A leitura do gráfico sugere uma tendência de fácil interpretação: se os preços da gasolina sobem, a bolsa desce, e vice-versa.
Num contexto de inflação elevada como o atual, que corrói o poder de compra em velocidade muito alta, a gasolina é apenas um dos inúmeros exemplos cuja a mesma "tendência" poderia ser inferida.
O problema base é a inflação, e qualquer rali mais duradouro dos mercados internacionais (e locais, claro), depende de sermos capazes de domar e normalizar a inflação.
O "Inflation Reduction Act", como o próprio nome sugere, é sobre instituir uma série de incentivos à inflação que sejam deflacionários por diferentes motivos.
Dos mais de US$ 430 bilhões orçados pelo programa, cerca de 2/3 dos recursos serão direcionados para subsídios a energias sustentáveis.
De rebates no imposto de renda para veículos elétricos e painéis solares residenciais, a enormes incentivos fiscais para grandes empresas que contratem matrizes de energia renovável, especialmente se forem produzidas localmente nos EUA.
Por exemplo, no gráfico abaixo eu mostro o preço da ação da First Solar, uma recomendação minha para os leitores da Empiricus, que dobrou de valor desde o anúncio do IRA:
A First Solar é uma das maiores produtoras de painéis solares do mercado; se excluirmos os chineses, que dominam mais de 80% da produção de painéis solares do mundo, ela está entre as maiores em termos de market share, com boa parte da sua produção sendo feita em solo americano.

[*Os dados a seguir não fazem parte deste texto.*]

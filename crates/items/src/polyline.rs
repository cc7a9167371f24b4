use foundation::math::{GeoCoordinate, GeoRectangle, Vec2};
use map::{GeoMap, ViewportChangeEvent};

use crate::geometry::PolylineGeometry;
use crate::node::{LineStyle, PaintNode, PolylineNode};

/// Tilt/roll magnitudes at or below this are treated as flat. Kept as a
/// named constant rather than a tunable; nothing varies it per provider.
pub const TILT_ROLL_EPSILON_DEG: f64 = 0.1;

/// A polyline/route rendered on the map.
///
/// Owns the geographic path, its cached static projection, and the derived
/// screen geometry. State machine per render pass: path or viewport
/// mutations raise dirty flags and schedule a polish; the polish pass gates
/// on region visibility, re-derives geometry, and requests a repaint; paint
/// node production then rewrites the host-owned primitive only when the
/// geometry or material actually changed.
#[derive(Debug, Clone, PartialEq)]
pub struct PolylineItem {
    path: Vec<GeoCoordinate>,
    static_path: Vec<Vec2>,
    bounds: Option<GeoRectangle>,
    geometry: PolylineGeometry,
    style: LineStyle,
    dirty_material: bool,
    visible_on_map: bool,
    polish_pending: bool,
    attached: bool,
    origin: Vec2,
    size: Vec2,
    anchor_offset: Vec2,
}

impl Default for PolylineItem {
    fn default() -> Self {
        Self::new(LineStyle::default())
    }
}

impl PolylineItem {
    pub fn new(style: LineStyle) -> Self {
        Self {
            path: Vec::new(),
            static_path: Vec::new(),
            bounds: None,
            geometry: PolylineGeometry::new(),
            style,
            dirty_material: false,
            visible_on_map: false,
            polish_pending: false,
            attached: false,
            origin: Vec2::new(0.0, 0.0),
            size: Vec2::new(0.0, 0.0),
            anchor_offset: Vec2::new(0.0, 0.0),
        }
    }

    /// Replace the geographic path.
    ///
    /// Invalid coordinates are filtered out here, at the boundary; nothing
    /// downstream re-validates. The static projection is derived immediately
    /// and cached until the path changes again.
    pub fn set_path(&mut self, coords: &[GeoCoordinate], map: &GeoMap) {
        self.path.clear();
        self.static_path.clear();
        for c in coords {
            if !c.is_valid() {
                continue;
            }
            self.path.push(*c);
            self.static_path.push(map.coordinate_to_static_projection(*c));
        }
        self.bounds = GeoRectangle::bounding(&self.path);
        self.attached = true;
        self.geometry.mark_source_dirty();
        self.polish_pending = true;
    }

    /// Attach to a map facade, reprojecting any stored path.
    pub fn attach(&mut self, map: &GeoMap) {
        self.static_path = self
            .path
            .iter()
            .map(|c| map.coordinate_to_static_projection(*c))
            .collect();
        self.attached = true;
        self.geometry.mark_source_dirty();
        self.polish_pending = true;
    }

    pub fn set_style(&mut self, style: LineStyle) {
        if style == self.style {
            return;
        }
        self.style = style;
        self.dirty_material = true;
        // Width changes move the stroke-expanded bounds, so regenerate.
        self.geometry.mark_source_dirty();
        self.polish_pending = true;
    }

    pub fn style(&self) -> LineStyle {
        self.style
    }

    pub fn path(&self) -> &[GeoCoordinate] {
        &self.path
    }

    pub fn static_path(&self) -> &[Vec2] {
        &self.static_path
    }

    pub fn visible_on_map(&self) -> bool {
        self.visible_on_map
    }

    pub fn needs_polish(&self) -> bool {
        self.polish_pending
    }

    /// Screen position of the bounding box's top-left corner.
    pub fn origin(&self) -> Vec2 {
        self.origin
    }

    /// Width/height of the stroke-expanded bounding box.
    pub fn size(&self) -> Vec2 {
        self.size
    }

    /// Offset of the path's first point from the bounding box top-left.
    pub fn anchor_offset(&self) -> Vec2 {
        self.anchor_offset
    }

    pub fn geometry(&self) -> &PolylineGeometry {
        &self.geometry
    }

    /// Reference longitude for antimeridian wrapping: the leftmost
    /// (minimum) longitude of the path. Stable frame to frame, but an
    /// approximation: a path spanning more than 180 degrees of longitude
    /// can still pick a seam.
    pub fn geo_left_bound(&self) -> f64 {
        self.path
            .iter()
            .map(|c| c.longitude)
            .reduce(f64::min)
            .unwrap_or(0.0)
    }

    /// Viewport change fan-in. Classifies the event into the tiered dirtying
    /// policy:
    /// - tilt/roll beyond [`TILT_ROLL_EPSILON_DEG`] on a map that supports
    ///   them: regenerate source geometry on every event (these transforms
    ///   are not a fixed correction of cached screen points);
    /// - bearing/size/zoom changes: one source regeneration suffices;
    /// - anything else: screen re-derivation only.
    pub fn after_viewport_changed(&mut self, map: &GeoMap, event: &ViewportChangeEvent) {
        let caps = map.camera_capabilities();

        if caps.supports_tilting && event.camera.tilt_deg.abs() > TILT_ROLL_EPSILON_DEG {
            self.geometry.mark_source_dirty();
        }

        if caps.supports_rolling && event.camera.roll_deg.abs() > TILT_ROLL_EPSILON_DEG {
            self.geometry.mark_source_dirty();
        }

        if event.bearing_changed || event.map_size_changed || event.zoom_level_changed {
            self.geometry.mark_source_dirty();
        }

        self.geometry.set_preserve_geometry(true, self.geo_left_bound());
        self.geometry.mark_screen_dirty();
        self.polish_pending = true;
    }

    /// Render-pass entry point. Returns whether a repaint is needed.
    ///
    /// Skips detached/empty items (non-visible, no geometry produced) and
    /// items whose path bounds miss the visible region (cached state is
    /// retained for when they re-enter view).
    pub fn update_polish(&mut self, map: &GeoMap) -> bool {
        self.polish_pending = false;

        if !self.attached || self.path.is_empty() {
            self.visible_on_map = false;
            return false;
        }
        let Some(bounds) = self.bounds else {
            self.visible_on_map = false;
            return false;
        };

        self.visible_on_map = map.visible_region().intersects(&bounds);
        if !self.visible_on_map {
            return false;
        }

        self.geometry.update_source_points(map, &self.static_path);
        self.geometry.update_screen_points(map, self.style.width);

        let bbox = self.geometry.bounding_box();
        self.size = Vec2::new(bbox.width(), bbox.height());
        self.origin = bbox.top_left();
        self.anchor_offset = self.geometry.first_point() - bbox.top_left();

        true
    }

    /// Paint-node production, called once per frame by the rendering
    /// collaborator with the node it owns. Returns `None` to destroy the
    /// node when the item is not visible; otherwise the node data is
    /// rewritten only when the geometry is screen-dirty or the material
    /// changed.
    pub fn update_paint_node(&mut self, old: Option<PaintNode>) -> Option<PaintNode> {
        if !self.visible_on_map {
            return None;
        }

        let (mut node, had_node) = match old {
            Some(PaintNode::Polyline(node)) => (node, true),
            None => (PolylineNode::default(), false),
        };

        if self.geometry.is_screen_dirty() || self.dirty_material || !had_node {
            self.geometry.set_preserve_geometry(false, 0.0);
            node.update(&self.style, &self.geometry);
            self.geometry.mark_clean();
            self.dirty_material = false;
        }

        Some(PaintNode::Polyline(node))
    }

    /// Hit-test against the rendered stroke.
    pub fn contains(&self, point: Vec2) -> bool {
        self.geometry.contains(point)
    }
}
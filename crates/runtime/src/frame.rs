/// Deterministic frame metadata.
///
/// One render pass ("polish") runs per frame; all pending geometry
/// recomputation happens synchronously within it. The frame is intentionally
/// small and pure so render activity can be recorded and replayed.
#[derive(Debug, Copy, Clone, PartialEq)]
pub struct Frame {
    /// 0-based frame index.
    pub index: u64,
    /// Fixed delta time (seconds).
    pub dt_s: f64,
    /// Engine time at the start of the frame (seconds).
    pub time_s: f64,
}

impl Frame {
    pub fn new(index: u64, dt_s: f64) -> Self {
        Self {
            index,
            dt_s,
            time_s: index as f64 * dt_s,
        }
    }

    pub fn next(self) -> Self {
        Self::new(self.index + 1, self.dt_s)
    }
}
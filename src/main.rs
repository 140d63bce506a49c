use anyhow::Context;
use clap::Parser;
use tracing_subscriber::EnvFilter;

use csim::cli::Cli;

fn main() -> anyhow::Result<()> {
    let cli = Cli::parse();

    let default_level = if cli.verbose { "info" } else { "warn" };
    let filter =
        EnvFilter::try_from_default_env().unwrap_or_else(|_| EnvFilter::new(default_level));
    tracing_subscriber::fmt()
        .with_env_filter(filter)
        .with_writer(std::io::stderr)
        .init();

    let counters = csim::run(&cli)
        .with_context(|| format!("failed to simulate trace {}", cli.trace.display()))?;
    csim::io::print_summary(&counters);

    Ok(())
}
use std::path::PathBuf;

use clap::Parser;

#[derive(Parser, Debug)]
#[command(
    name = "csim",
    version = "0.1",
    about = "Set-associative LRU cache simulator for memory reference traces"
)]
pub struct Cli {
    /// Number of set index bits (the cache has 2^s sets)
    #[arg(short = 's', long = "set-bits", required = true)]
    pub set_bits: u32,

    /// Associativity, number of lines per set
    #[arg(short = 'E', long, required = true)]
    pub associativity: usize,

    /// Number of block offset bits (blocks are 2^b bytes)
    #[arg(short = 'b', long = "block-bits", required = true)]
    pub block_bits: u32,

    /// Trace file to replay (`.zst` files are decompressed)
    #[arg(short = 't', long, required = true)]
    pub trace: PathBuf,

    /// Print the outcome of every reference
    #[arg(short, long)]
    pub verbose: bool,

    /// Also write the totals to this CSV file
    #[arg(short = 'r', long)]
    pub results: Option<PathBuf>,
}
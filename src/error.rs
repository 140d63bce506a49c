//! Error types for the simulator and its trace I/O.

use thiserror::Error;

/// Result alias used throughout the crate.
pub type Result<T> = std::result::Result<T, Error>;

#[derive(Debug, Error)]
pub enum Error {
    /// Cache geometry that cannot be built. Never clamped.
    #[error("invalid cache geometry: {reason}")]
    InvalidGeometry { reason: String },

    #[error("I/O error: {0}")]
    Io(#[from] std::io::Error),

    /// Reading the trace failed partway, e.g. on invalid UTF-8.
    #[error("failed to read trace line {line}: {source}")]
    TraceRead {
        line: usize,
        #[source]
        source: std::io::Error,
    },

    /// A trace line that is neither blank nor `<kind> <hex>,<size>`.
    #[error("malformed trace line {line}: {text:?}")]
    MalformedTrace { line: usize, text: String },

    #[error("failed to write results: {0}")]
    Csv(#[from] csv::Error),
}

impl Error {
    pub(crate) fn geometry(reason: impl Into<String>) -> Self {
        Error::InvalidGeometry {
            reason: reason.into(),
        }
    }
}
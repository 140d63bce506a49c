use std::fs::File;
use std::io::{BufRead, BufReader, Read};
use std::path::Path;
use std::sync::LazyLock;

use regex::Regex;
use tracing::info;

use crate::counters::Counters;
use crate::error::{Error, Result};
use crate::simulator::{AccessKind, Outcome, Reference};

static TRACE_LINE: LazyLock<Regex> = LazyLock::new(|| {
    Regex::new(r"^\s*([ILSM])\s+([0-9a-fA-F]+)\s*,\s*([0-9]+)\s*$")
        .expect("trace line pattern is valid")
});

/// A parsed trace line: either a data reference or an instruction fetch to drop.
#[derive(Debug, Clone, Copy, PartialEq, Eq)]
pub enum TraceEntry {
    Data(Reference),
    Instruction,
}

/// Parse one trace line. Blank lines yield `None`.
pub fn parse_line(line_no: usize, line: &str) -> Result<Option<TraceEntry>> {
    if line.trim().is_empty() {
        return Ok(None);
    }
    let malformed = || Error::MalformedTrace {
        line: line_no,
        text: line.to_string(),
    };
    let cap = TRACE_LINE.captures(line).ok_or_else(malformed)?;

    let kind = match &cap[1] {
        "I" => return Ok(Some(TraceEntry::Instruction)),
        "L" => AccessKind::Load,
        "S" => AccessKind::Store,
        _ => AccessKind::Modify,
    };
    let address = u64::from_str_radix(&cap[2], 16).map_err(|_| malformed())?;
    let size = cap[3].parse::<u32>().map_err(|_| malformed())?;

    Ok(Some(TraceEntry::Data(Reference {
        kind,
        address,
        size,
    })))
}

/// Streams data references out of a trace, skipping instruction fetches.
pub struct TraceReader<R> {
    lines: std::io::Lines<R>,
    line_no: usize,
    current: String,
    instructions: u64,
}

impl TraceReader<Box<dyn BufRead>> {
    /// Open a trace file; `.zst` files are decompressed on the fly.
    pub fn open(path: &Path) -> Result<Self> {
        let file = File::open(path)?;
        let compressed = path.extension().is_some_and(|ext| ext == "zst");
        let inner: Box<dyn Read> = if compressed {
            Box::new(zstd::stream::read::Decoder::new(file)?)
        } else {
            Box::new(file)
        };
        info!(path = %path.display(), compressed, "opened trace");
        Ok(Self::new(Box::new(BufReader::new(inner))))
    }
}

impl<R: BufRead> TraceReader<R> {
    pub fn new(reader: R) -> Self {
        Self {
            lines: reader.lines(),
            line_no: 0,
            current: String::new(),
            instructions: 0,
        }
    }

    /// Raw text of the line that produced the last reference, as written in the trace.
    pub fn current_line(&self) -> &str {
        &self.current
    }

    /// Instruction fetches dropped so far.
    pub fn instructions_skipped(&self) -> u64 {
        self.instructions
    }
}

impl<R: BufRead> Iterator for TraceReader<R> {
    type Item = Result<Reference>;

    fn next(&mut self) -> Option<Self::Item> {
        loop {
            let next = self.lines.next()?;
            self.line_no += 1;
            let line = match next {
                Ok(line) => line,
                Err(source) => {
                    return Some(Err(Error::TraceRead {
                        line: self.line_no,
                        source,
                    }));
                }
            };
            match parse_line(self.line_no, &line) {
                Ok(Some(TraceEntry::Data(reference))) => {
                    self.current = line;
                    return Some(Ok(reference));
                }
                Ok(Some(TraceEntry::Instruction)) => self.instructions += 1,
                Ok(None) => {}
                Err(e) => return Some(Err(e)),
            }
        }
    }
}

/// Final totals in the `hits:<h> misses:<m> evictions:<e>` form.
pub fn format_summary(counters: &Counters) -> String {
    format!(
        "hits:{} misses:{} evictions:{}",
        counters.hits, counters.misses, counters.evictions
    )
}

/// One verbose line: the trace text followed by its events, e.g. `L 10,1 miss eviction`.
pub fn format_verbose(trace_text: &str, outcome: &Outcome) -> String {
    format!("{} {}", trace_text.trim(), outcome)
}

pub fn print_summary(counters: &Counters) {
    println!("{}", format_summary(counters));
}

/// Write the totals as a single CSV record with a header row.
pub fn write_results(path: &Path, counters: &Counters) -> Result<()> {
    let mut writer = csv::Writer::from_path(path)?;
    writer.serialize(counters)?;
    writer.flush()?;
    Ok(())
}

A premissa do IRA é a de que, em médio prazo, uma matriz energética sustentável ajude a reduzir a dependência americana do petróleo internacional (e sua volatilidade), acelerando a transição energética e domando a inflação.
Mentalidade parecida explica o CHIPs Act, o primeiro programa de incentivos ao setor de semicondutores desde a década de 1980, quando as empresas americanas sofriam com uma concorrência feroz das fabricantes de chips de memória japonesas.
Hoje, com a dominância quase que absoluta de países asiáticos como Taiwan, Coréia do Sul e Japão na produção de semicondutores mais avançados, o Ocidente se viu numa posição de extrema dependência desses países.
A emergência de todos os conflitos macroeconômicos que acompanhamos ao longo dos últimos 18 meses levou o governo dos EUA a agir, num programa inédito, porém ainda tímido de incentivo à indústria de semicondutores.
O CHIPS Act prevê investimentos de US$ 50 bilhões para apoiar a construção de fábricas de semicondutores nos EUA, por parte de empresas como Micron, Intel e até mesmo a gigante TSM (a Taiwan Semiconductors).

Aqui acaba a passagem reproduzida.